One thing a number of people believe the company is doing wrong is its choice of spokesperson. The decision by Nike to use Colin Kaepernick in conjunction with its 30th anniversary of the "Just Do It" campaign has created extreme backlash. The Nike ad features Kaepernick along with the phrase, “Believe in something, even if it means sacrificing everything.”
Nike had to expect a violent reaction from the ad, the type of reaction where people burn their sneakers and vow never again to buy anything with a swoosh.
The criticism has been especially amplified on Fox News where columnist Britt McHenry writes, "To sacrifice everything, you have to be willing to part with life itself, like so many members of our military and law enforcement risk doing every single day."
I agree with the military and law enforcement angle, but arguing about who's the very most qualified person for an ad campaign seems misguided. Whether it's an Oscar or a Little League MVP, it can always be claimed someone else is more deserving so this is hardly the backbone of a meaningful refute.

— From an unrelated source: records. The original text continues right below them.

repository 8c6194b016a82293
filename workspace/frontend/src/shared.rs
pub mod error;
pub mod loading;
pub mod toast;
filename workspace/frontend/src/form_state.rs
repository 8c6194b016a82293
use std::collections::BTreeMap;
use std::rc::Rc;

use common::{coerce_number, format_field_value, CustomerField, CustomerInput, PriceResult};
use yew::Reducible;

/// What the page shows below the form.
#[derive(Debug, Clone, PartialEq, Default)]
pub enum ViewState {
    #[default]
    Idle,
    Loading,
    Results(PriceResult),
    Error(String),
}

impl ViewState {
    pub fn shows_loading(&self) -> bool {
        matches!(self, Self::Loading)
    }

    pub fn shows_results(&self) -> bool {
        matches!(self, Self::Results(_))
    }

    pub fn shows_error(&self) -> bool {
        matches!(self, Self::Error(_))
    }

    pub fn error(&self) -> Option<&str> {
        match self {
            Self::Error(message) => Some(message),
            _ => None,
        }
    }
}

/// Payload of the single price chart. `revision` changes on every render and
/// every reset, so an unchanged result rendered twice still redraws.
#[derive(Debug, Clone, PartialEq, Default)]
pub struct ChartState {
    pub result: Option<PriceResult>,
    pub revision: u64,
}

#[derive(Debug, Clone, PartialEq)]
pub enum FormAction {
    SetField(CustomerField, String),
    LoadSample,
    Reset,
    /// A request was dispatched.
    Started,
    /// A request finished, whatever its outcome.
    Settled,
    ShowResult(PriceResult),
    ShowError(String),
    /// Fill inputs from a sample keyed by field wire name; unknown keys are ignored.
    FillFields(BTreeMap<String, f64>),
}

/// State of the pricing form page.
///
/// `values` mirrors what the inputs report while the user types. The inputs
/// themselves are only written on a fill (sample, self-test, reset): they are
/// rendered from `presets` and re-keyed by `fill_revision`, so a partly typed
/// number the browser reports as empty is never written back over the text.
#[derive(Debug, Clone, PartialEq, Default)]
pub struct PricingForm {
    values: BTreeMap<CustomerField, String>,
    presets: BTreeMap<CustomerField, String>,
    fill_revision: u64,
    outcome: ViewState,
    pending: usize,
    chart: ChartState,
}

impl PricingForm {
    /// Current text of an input.
    pub fn value(&self, field: CustomerField) -> &str {
        self.values.get(&field).map(String::as_str).unwrap_or_default()
    }

    /// Text an input is (re)created with after the last fill.
    pub fn preset(&self, field: CustomerField) -> &str {
        self.presets.get(&field).map(String::as_str).unwrap_or_default()
    }

    /// Changes whenever the inputs must be recreated from [`Self::preset`].
    pub fn fill_revision(&self) -> u64 {
        self.fill_revision
    }

    fn refill_inputs(&mut self) {
        self.presets = self.values.clone();
        self.fill_revision += 1;
    }

    /// Read every field as a number. Text that is not a number becomes NaN.
    pub fn customer_input(&self) -> CustomerInput {
        CustomerInput::from_fn(|field| coerce_number(self.value(field)))
    }

    /// Loading while any request is in flight, otherwise the last outcome.
    pub fn view(&self) -> ViewState {
        if self.pending > 0 {
            ViewState::Loading
        } else {
            self.outcome.clone()
        }
    }

    pub fn pending(&self) -> usize {
        self.pending
    }

    pub fn chart(&self) -> &ChartState {
        &self.chart
    }

    pub fn apply(&mut self, action: FormAction) {
        match action {
            FormAction::SetField(field, text) => {
                self.values.insert(field, text);
            }
            FormAction::LoadSample => {
                let sample = CustomerInput::sample();
                for field in CustomerField::ALL {
                    self.values.insert(field, format_field_value(sample.get(field)));
                }
                self.refill_inputs();
            }
            FormAction::Reset => {
                self.values.clear();
                self.refill_inputs();
                self.outcome = ViewState::Idle;
                self.chart = ChartState {
                    result: None,
                    revision: self.chart.revision + 1,
                };
            }
            FormAction::Started => self.pending += 1,
            FormAction::Settled => self.pending = self.pending.saturating_sub(1),
            FormAction::ShowResult(result) => {
                self.outcome = ViewState::Results(result);
                self.chart = ChartState {
                    result: Some(result),
                    revision: self.chart.revision + 1,
                };
            }
            FormAction::ShowError(message) => self.outcome = ViewState::Error(message),
            FormAction::FillFields(sample) => {
                for (key, value) in sample {
                    match CustomerField::from_key(&key) {
                        Some(field) => {
                            self.values.insert(field, format_field_value(value));
                        }
                        None => log::debug!("Ignoring sample value for unknown field {}", key),
                    }
                }
                self.refill_inputs();
            }
        }
    }
}

impl Reducible for PricingForm {
    type Action = FormAction;

    fn reduce(self: Rc<Self>, action: FormAction) -> Rc<Self> {
        let mut next = (*self).clone();
        next.apply(action);
        Rc::new(next)
    }
}
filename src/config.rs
use anyhow::{Context, Result};
use serde::Deserialize;
use std::time::Duration;

/// Base name of the optional configuration file (`pricing-console.yaml`, `.toml`, ...)
pub const DEFAULT_CONFIG_FILE: &str = "pricing-console";

/// Prefix of environment variables overriding file settings, e.g. `PRICING_CONSOLE_UPSTREAM_URL`
pub const ENV_PREFIX: &str = "PRICING_CONSOLE";

/// Gateway configuration
#[derive(Debug, Clone, PartialEq, Deserialize)]
pub struct GatewayConfig {
    /// Address the HTTP server binds to (IP:PORT)
    pub bind_address: String,
    /// Base URL of the external pricing service
    pub upstream_url: String,
    /// Directory holding the built frontend (`trunk build` output)
    pub static_dir: String,
    /// Per-request timeout, applied to inbound requests and upstream calls
    pub request_timeout_secs: u64,
}

impl GatewayConfig {
    /// Load configuration from defaults, the optional config file and the environment.
    ///
    /// An explicitly named file must exist; the default file is optional.
    pub fn load(config_file: Option<&str>) -> Result<Self> {
        dotenvy::dotenv().ok();

        let file_name = config_file.unwrap_or(DEFAULT_CONFIG_FILE);
        tracing::debug!("Loading configuration from '{}' and {}_* variables", file_name, ENV_PREFIX);

        let settings = config::Config::builder()
            .set_default("bind_address", "0.0.0.0:3000")?
            .set_default("upstream_url", "http://127.0.0.1:8000")?
            .set_default("static_dir", "workspace/frontend/dist")?
            .set_default("request_timeout_secs", 30)?
            .add_source(config::File::with_name(file_name).required(config_file.is_some()))
            .add_source(config::Environment::with_prefix(ENV_PREFIX))
            .build()
            .with_context(|| format!("Failed to load configuration from '{}'", file_name))?;

        settings
            .try_deserialize()
            .context("Invalid gateway configuration")
    }

    /// Apply command line overrides on top of the loaded values.
    pub fn with_overrides(
        mut self,
        bind_address: Option<String>,
        upstream_url: Option<String>,
        static_dir: Option<String>,
    ) -> Self {
        if let Some(bind_address) = bind_address {
            self.bind_address = bind_address;
        }
        if let Some(upstream_url) = upstream_url {
            self.upstream_url = upstream_url;
        }
        if let Some(static_dir) = static_dir {
            self.static_dir = static_dir;
        }
        self
    }

    pub fn request_timeout(&self) -> Duration {
        Duration::from_secs(self.request_timeout_secs)
    }
}

#[cfg(test)]
mod tests {
    use super::*;

    fn write_config(name: &str, contents: &str) -> String {
        let dir = std::env::temp_dir().join(format!("pricing-console-config-{}", std::process::id()));
        std::fs::create_dir_all(&dir).unwrap();
        let path = dir.join(name);
        std::fs::write(&path, contents).unwrap();
        path.to_string_lossy().into_owned()
    }

    #[test]
    fn test_file_values_override_defaults() {
        let path = write_config(
            "gateway.yaml",
            "upstream_url: http://pricing.internal:9000\nrequest_timeout_secs: 5\n",
        );

        let config = GatewayConfig::load(Some(&path)).unwrap();

        assert_eq!(config.upstream_url, "http://pricing.internal:9000");
        assert_eq!(config.request_timeout(), Duration::from_secs(5));
        assert_eq!(config.static_dir, "workspace/frontend/dist");
    }

    #[test]
    fn test_missing_explicit_file_is_an_error() {
        let result = GatewayConfig::load(Some("/nonexistent/pricing-console-missing.yaml"));
        assert!(result.is_err());
    }

    #[test]
    fn test_overrides_replace_only_given_values() {
        let path = write_config("overrides.yaml", "bind_address: 127.0.0.1:4000\n");
        let config = GatewayConfig::load(Some(&path))
            .unwrap()
            .with_overrides(None, Some("http://localhost:8100".to_string()), None);

        assert_eq!(config.bind_address, "127.0.0.1:4000");
        assert_eq!(config.upstream_url, "http://localhost:8100");
        assert_eq!(config.static_dir, "workspace/frontend/dist");
    }
}
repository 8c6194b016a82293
use std::rc::Rc;

use yew::prelude::*;

use crate::settings;

#[derive(Debug, Clone, PartialEq)]
pub enum ToastType {
    Success,
    Error,
}

impl ToastType {
    fn alert_class(&self) -> &'static str {
        match self {
            ToastType::Success => "alert-success",
            ToastType::Error => "alert-error",
        }
    }

    fn icon(&self) -> &'static str {
        match self {
            ToastType::Success => "fas fa-check-circle",
            ToastType::Error => "fas fa-exclamation-circle",
        }
    }
}

#[derive(Debug, Clone, PartialEq)]
pub struct Toast {
    pub id: usize,
    pub message: String,
    pub toast_type: ToastType,
}

/// Toasts currently on screen.
#[derive(Debug, Clone, PartialEq, Default)]
pub struct ToastList {
    toasts: Vec<Toast>,
}

#[derive(Debug, Clone, PartialEq)]
pub enum ToastAction {
    Add(Toast),
    Remove(usize),
}

impl ToastList {
    pub fn toasts(&self) -> &[Toast] {
        &self.toasts
    }

    pub fn apply(&mut self, action: ToastAction) {
        match action {
            ToastAction::Add(toast) => self.toasts.push(toast),
            ToastAction::Remove(id) => self.toasts.retain(|t| t.id != id),
        }
    }
}

impl Reducible for ToastList {
    type Action = ToastAction;

    fn reduce(self: Rc<Self>, action: ToastAction) -> Rc<Self> {
        let mut next = (*self).clone();
        next.apply(action);
        Rc::new(next)
    }
}

/// Handle for raising toasts. Every callback acts on the current list, so a
/// handle captured before an `await` stays valid.
#[derive(Clone, PartialEq)]
pub struct ToastContext {
    pub add_toast: Callback<(String, ToastType)>,
    pub remove_toast: Callback<usize>,
}

impl ToastContext {
    pub fn show_success(&self, message: String) {
        self.add_toast.emit((message, ToastType::Success));
    }

    pub fn show_error(&self, message: String) {
        self.add_toast.emit((message, ToastType::Error));
    }
}

#[derive(Properties, PartialEq)]
pub struct ToastProviderProps {
    pub children: Children,
}

#[function_component(ToastProvider)]
pub fn toast_provider(props: &ToastProviderProps) -> Html {
    let list = use_reducer(ToastList::default);
    let next_id = use_mut_ref(|| 0usize);

    let context = use_memo((), {
        let dispatcher = list.dispatcher();
        move |_| {
            let add_toast = {
                let dispatcher = dispatcher.clone();
                Callback::from(move |(message, toast_type): (String, ToastType)| {
                    let id = {
                        let mut next_id = next_id.borrow_mut();
                        *next_id += 1;
                        *next_id
                    };
                    dispatcher.dispatch(ToastAction::Add(Toast { id, message, toast_type }));

                    let dispatcher = dispatcher.clone();
                    let duration = settings::get_settings().toast_duration_ms;
                    gloo_timers::callback::Timeout::new(duration, move || {
                        dispatcher.dispatch(ToastAction::Remove(id));
                    })
                    .forget();
                })
            };

            let remove_toast = Callback::from(move |id: usize| {
                dispatcher.dispatch(ToastAction::Remove(id));
            });

            ToastContext { add_toast, remove_toast }
        }
    });
    let remove_toast = context.remove_toast.clone();

    html! {
        <ContextProvider<ToastContext> context={(*context).clone()}>
            {props.children.clone()}
            <div class="toast toast-top toast-end z-50">
                {for list.toasts().iter().map(|toast| {
                    let id = toast.id;
                    let on_close = {
                        let remove_toast = remove_toast.clone();
                        Callback::from(move |_| remove_toast.emit(id))
                    };

                    html! {
                        <div key={id} class={classes!("alert", toast.toast_type.alert_class(), "shadow-lg")}>
                            <i class={toast.toast_type.icon()}></i>
                            <span>{&toast.message}</span>
                            <button class="btn btn-sm btn-ghost btn-circle" onclick={on_close}>
                                <i class="fas fa-times"></i>
                            </button>
                        </div>
                    }
                })}
            </div>
        </ContextProvider<ToastContext>>
    }
}

#[cfg(test)]
mod tests {
    use super::*;

    fn toast(id: usize, message: &str) -> Toast {
        Toast {
            id,
            message: message.to_string(),
            toast_type: ToastType::Success,
        }
    }

    #[test]
    fn expiring_toast_leaves_later_ones() {
        let mut list = ToastList::default();
        list.apply(ToastAction::Add(toast(1, "Failed to render price chart")));
        list.apply(ToastAction::Add(toast(2, "Model test successful!")));

        list.apply(ToastAction::Remove(1));

        assert_eq!(list.toasts(), &[toast(2, "Model test successful!")]);
    }

    #[test]
    fn overlapping_adds_are_all_kept() {
        let list = Rc::new(ToastList::default());
        let list = list.reduce(ToastAction::Add(toast(1, "first")));
        let list = list.reduce(ToastAction::Add(toast(2, "second")));

        let ids: Vec<usize> = list.toasts().iter().map(|t| t.id).collect();
        assert_eq!(ids, vec![1, 2]);
    }

    #[test]
    fn removing_unknown_or_closed_toast_is_a_no_op() {
        let mut list = ToastList::default();
        list.apply(ToastAction::Add(toast(3, "kept")));
        list.apply(ToastAction::Remove(3));
        list.apply(ToastAction::Remove(3));
        list.apply(ToastAction::Remove(9));

        assert!(list.toasts().is_empty());
    }
}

Fox columnist Todd Starnes goes a step further when he so eloquently writes, "The only thing Kaepernick is qualified to endorse is knee pads." Starnes goes on to call Kaepernick a left-wing America hater.
All this anger stems from Kaepernick taking a knee during the national anthem in 2016. At the time, he was an NFL quarterback.
Said Kaepernick to NFL Media, “I am not going to stand up to show pride in a flag for a country that oppresses black people and people of color. To me, this is bigger than football and it would be selfish on my part to look the other way. There are bodies in the street and people getting paid leave and getting away with murder.”
Seems like a fair enough point.
But Kaepernick was blackballed by the NFL for exercising his First Amendment rights. He has been banished from the league and forced to give up his football career for stating his beliefs.
I'm proud of Nike for supporting Kaepernick and drawing attention to his plight. He might be delivering a message we don't want to hear. He might be delivering it during what's intended to be a patriotic moment. But the same Constitution that protects his right to peacefully protest also protects other freedoms, like the right to send ugly and insulting tweets at 3 a.m.
Because of Nike's affiliation with Kaepernick, there are some people who may never buy Nike again. That's their right.
It's also Nike's right to align itself with someone who is working to make a difference. Nike may not be highlighting a member of our fine military, but the company is fighting for our freedoms in its own way.